RECORDS SUPPLIED
- - - - - - -

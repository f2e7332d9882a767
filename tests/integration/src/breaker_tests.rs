//! Circuit breaker behaviour observed through the gateway and the invoker

use crate::{user_request, TestGateway};
use futures::future::join_all;
use gateway_core::{CallerContext, Dependency, GatewayError, PerDependency};
use gateway_facade::{AccessError, HealthStatus};
use gateway_resilience::{CircuitState, DependencyPolicy, ResilientInvoker, RetryPolicy};
use std::sync::atomic::{AtomicU32, Ordering};
use std::time::Duration;

fn signed_in() -> CallerContext {
    CallerContext::authenticated("user-1", "session-1", chrono::Utc::now(), None)
}

fn invoker_without_retries() -> ResilientInvoker {
    ResilientInvoker::new(PerDependency::from_fn(|_| DependencyPolicy {
        retry: RetryPolicy::no_retries(),
        ..Default::default()
    }))
}

async fn trip_completion_breaker(harness: &TestGateway, caller: &CallerContext) {
    harness.completion.set_failing(true);
    for _ in 0..5 {
        let err = harness
            .gateway
            .call_completion(caller, user_request("hello"))
            .await
            .unwrap_err();
        assert!(matches!(
            err,
            AccessError::DependencyUnavailable {
                dependency: "completion-service",
                breaker_open: false,
                ..
            }
        ));
    }
}

#[tokio::test(start_paused = true)]
async fn test_breaker_opens_at_threshold_and_stops_calling() {
    let harness = TestGateway::new();
    let gateway = &harness.gateway;
    let user = signed_in();

    trip_completion_breaker(&harness, &user).await;
    assert_eq!(harness.completion.calls(), 5);
    assert_eq!(gateway.breaker_state(Dependency::CompletionService), CircuitState::Open);

    for _ in 0..3 {
        let err = gateway
            .call_completion(&user, user_request("hello"))
            .await
            .unwrap_err();
        assert!(err.is_breaker_open());
    }
    assert_eq!(harness.completion.calls(), 5);

    // Still open one second short of the reset timeout
    tokio::time::advance(Duration::from_secs(29)).await;
    assert!(!gateway.would_admit(Dependency::CompletionService));
    let err = gateway
        .call_completion(&user, user_request("hello"))
        .await
        .unwrap_err();
    assert!(err.is_breaker_open());
    assert_eq!(harness.completion.calls(), 5);

    tokio::time::advance(Duration::from_secs(1)).await;
    assert!(gateway.would_admit(Dependency::CompletionService));

    harness.completion.set_failing(false);
    gateway
        .call_completion(&user, user_request("hello"))
        .await
        .unwrap();
    assert_eq!(harness.completion.calls(), 6);
    assert_eq!(gateway.breaker_state(Dependency::CompletionService), CircuitState::Closed);
}

#[tokio::test(start_paused = true)]
async fn test_open_breaker_degrades_health() {
    let harness = TestGateway::new();
    trip_completion_breaker(&harness, &signed_in()).await;

    let health = harness.gateway.health();
    assert_eq!(health.status, HealthStatus::Degraded);
    let completion = health.dependency(Dependency::CompletionService).unwrap();
    assert_eq!(completion.state, "open");
    assert_eq!(completion.consecutive_failures, 5);
    assert_eq!(completion.retry_in_ms, Some(30_000));

    // A fail-closed dependency going down makes the gateway unhealthy
    harness.gateway.force_open(Dependency::SecretStore);
    assert_eq!(harness.gateway.health().status, HealthStatus::Unhealthy);

    let metrics = harness.rendered_metrics();
    assert!(metrics.contains(r#"gateway_breaker_state{dependency="completion-service"} 1"#));
    assert!(metrics.contains(r#"gateway_breaker_state{dependency="secret-store"} 1"#));
}

#[tokio::test(start_paused = true)]
async fn test_failed_probe_reopens_with_longer_timeout() {
    let harness = TestGateway::new();
    let gateway = &harness.gateway;
    let user = signed_in();

    trip_completion_breaker(&harness, &user).await;
    tokio::time::advance(Duration::from_secs(30)).await;

    // Probe fails: open again, reset timeout doubled
    let err = gateway
        .call_completion(&user, user_request("hello"))
        .await
        .unwrap_err();
    assert!(!err.is_breaker_open());
    assert_eq!(harness.completion.calls(), 6);
    assert_eq!(gateway.breaker_state(Dependency::CompletionService), CircuitState::Open);
    let health = gateway.health();
    let completion = health.dependency(Dependency::CompletionService).unwrap();
    assert_eq!(completion.reset_timeout_ms, 60_000);
    assert_eq!(completion.retry_in_ms, Some(60_000));

    tokio::time::advance(Duration::from_secs(30)).await;
    assert!(gateway
        .call_completion(&user, user_request("hello"))
        .await
        .unwrap_err()
        .is_breaker_open());
    assert_eq!(harness.completion.calls(), 6);

    // Probe succeeds: closed, counters and timeout back to their defaults
    tokio::time::advance(Duration::from_secs(30)).await;
    harness.completion.set_failing(false);
    gateway
        .call_completion(&user, user_request("hello"))
        .await
        .unwrap();
    let health = gateway.health();
    let completion = health.dependency(Dependency::CompletionService).unwrap();
    assert_eq!(completion.state, "closed");
    assert_eq!(completion.consecutive_failures, 0);
    assert_eq!(completion.reset_timeout_ms, 30_000);
    assert_eq!(health.status, HealthStatus::Healthy);
}

#[tokio::test(start_paused = true)]
async fn test_half_open_admits_exactly_one_probe() {
    const CALLERS: usize = 10;
    let invoker = invoker_without_retries();
    let breaker = invoker.breakers().get(Dependency::SpeechService);
    breaker.force_open();
    tokio::time::advance(breaker.config().reset_timeout).await;

    let calls = AtomicU32::new(0);
    let calls_ref = &calls;
    let attempts = (0..CALLERS).map(|_| {
        invoker.invoke(Dependency::SpeechService, move || async move {
            calls_ref.fetch_add(1, Ordering::SeqCst);
            tokio::time::sleep(Duration::from_millis(200)).await;
            Ok::<_, GatewayError>("audio")
        })
    });
    let results = join_all(attempts).await;

    assert_eq!(calls.load(Ordering::SeqCst), 1);
    assert_eq!(results.iter().filter(|r| r.is_ok()).count(), 1);
    assert_eq!(
        results
            .iter()
            .filter(|r| matches!(r, Err(GatewayError::BreakerOpen { .. })))
            .count(),
        CALLERS - 1
    );
    assert_eq!(breaker.state(), CircuitState::Closed);
    assert_eq!(breaker.snapshot().rejected_calls, (CALLERS - 1) as u64);
}

#[tokio::test(start_paused = true)]
async fn test_probe_failure_records_new_open_time() {
    let invoker = invoker_without_retries();
    let breaker = invoker.breakers().get(Dependency::CompletionService);

    for _ in 0..breaker.config().failure_threshold {
        let _ = invoker
            .invoke(Dependency::CompletionService, || async {
                Err::<(), _>(GatewayError::from_status(Dependency::CompletionService, 502, "bad gateway"))
            })
            .await;
    }
    let first = breaker.snapshot();
    assert_eq!(first.state, CircuitState::Open);

    tokio::time::advance(first.current_reset_timeout).await;
    let err = invoker
        .invoke(Dependency::CompletionService, || async {
            Err::<(), _>(GatewayError::from_status(Dependency::CompletionService, 502, "bad gateway"))
        })
        .await
        .unwrap_err();
    assert!(!err.is_breaker_open());

    let reopened = breaker.snapshot();
    assert_eq!(reopened.state, CircuitState::Open);
    assert!(reopened.opened_at > first.opened_at);
    assert!(!reopened.half_open_probe_in_flight);
    assert_eq!(reopened.current_reset_timeout, first.current_reset_timeout * 2);
}

#[tokio::test(start_paused = true)]
async fn test_cancelled_probe_counts_as_failure() {
    let invoker = invoker_without_retries();
    let breaker = invoker.breakers().get(Dependency::SpeechService);
    breaker.force_open();
    tokio::time::advance(breaker.config().reset_timeout).await;

    let probe = invoker.invoke(Dependency::SpeechService, || async {
        tokio::time::sleep(Duration::from_secs(5)).await;
        Ok::<_, GatewayError>(())
    });
    assert!(tokio::time::timeout(Duration::from_secs(1), probe).await.is_err());

    let snapshot = breaker.snapshot();
    assert_eq!(snapshot.state, CircuitState::Open);
    assert!(!snapshot.half_open_probe_in_flight);
}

- - - - - - -

ASSIGNMENT
Wherever a line of the listing above contains the string "attempts", copy that line.

FINISHED EXERCISE
    let attempts = (0..CALLERS).map(|_| {
    let results = join_all(attempts).await;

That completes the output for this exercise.